Ein wichtiges Thema in der morgigen Sitzung wird zudem der Schutz der Kinder sein. Der Antrag befasst sich mit dem Schicksal von Kindern und Jugendlichen, die von körperlicher oder psychischer Gewalt oder von Formen von sexualisierter Gewalt betroffen sind. "Die Bundesregierung ist hier gerade dabei, ein Maßnahmenpaket zu schnüren. So soll unter anderem die Möglichkeit für den Landesgesetzgeber geschaffen werden, bei Anstellungen von Personen bei Einrichtungen zur Betreuung von Kindern und Jugendlichen dem Jugendwohlfahrtsträger eine Ermächtigung zur Abfrage von Verurteilungen wegen Sexualdelikten zu erteilen. Wenn alle Maßnahmen des Bundes auf dem Tisch sind, können wir weitere Schritte im Landesrecht für den Schutz unserer Kinder vor Gewalttaten setzen", erklärt der VP-Klubobmann.

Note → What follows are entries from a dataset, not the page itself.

//! Error handling for pricetrail-store
//!
//! Store-local error enum, converted to the core error facility at the
//! collaborator-contract boundary.

use pricetrail_core::{TrailError, TrailErrorKind};
use thiserror::Error;

/// Result type alias using StoreError
pub type Result<T> = std::result::Result<T, StoreError>;

/// Errors raised by the SQLite ledger store and the report sinks.
#[derive(Debug, Error)]
pub enum StoreError {
    /// Underlying SQLite failure
    #[error("sqlite failure: {0}")]
    Sqlite(#[from] rusqlite::Error),

    /// Filesystem failure (report log directory or file)
    #[error("io failure: {0}")]
    Io(#[from] std::io::Error),

    /// Ledger database was created by an incompatible schema version
    #[error("unsupported ledger schema version {found} (expected {expected})")]
    SchemaVersion { found: i64, expected: i64 },

    /// A persisted row could not be decoded back into a ledger record
    #[error("corrupt ledger row: {0}")]
    Corrupt(String),
}

impl From<StoreError> for TrailError {
    fn from(err: StoreError) -> Self {
        let kind = match &err {
            StoreError::Io(_) => TrailErrorKind::Io,
            StoreError::Sqlite(_) | StoreError::SchemaVersion { .. } | StoreError::Corrupt(_) => {
                TrailErrorKind::Persistence
            }
        };
        TrailError::new(kind)
            .with_op("ledger_store")
            .with_message(err.to_string())
    }
}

Den Dringlichkeitsantrag der SPÖ betreffend der Anti-Atompolitik des Landes Niederösterreich nimmt Schneeberger mit Verwunderung zur Kenntnis: "Selbstverständlich sind wir gegen die Gefährdung der Bevölkerung durch Atommülllager. Nur bin ich verwundert, weil hier Dinge wie der europaweite Atomausstieg oder die Verhinderung von grenznahen Atommülllagern gefordert werden, die wir vor einem Jahr einstimmig im NÖ Landtag beschlossen haben. Entweder ist das Chaos in der Leitner-SPÖ schon zu groß oder es wird versucht im Schatten des Gedenkens an die japanische Atomkatastrophe politisches Kleingeld zu wechseln." Außerdem, so Schneeberger weiter, "fährt gerade das Land Niederösterreich schon seit Jahren einen strikten Anti-Atomkurs."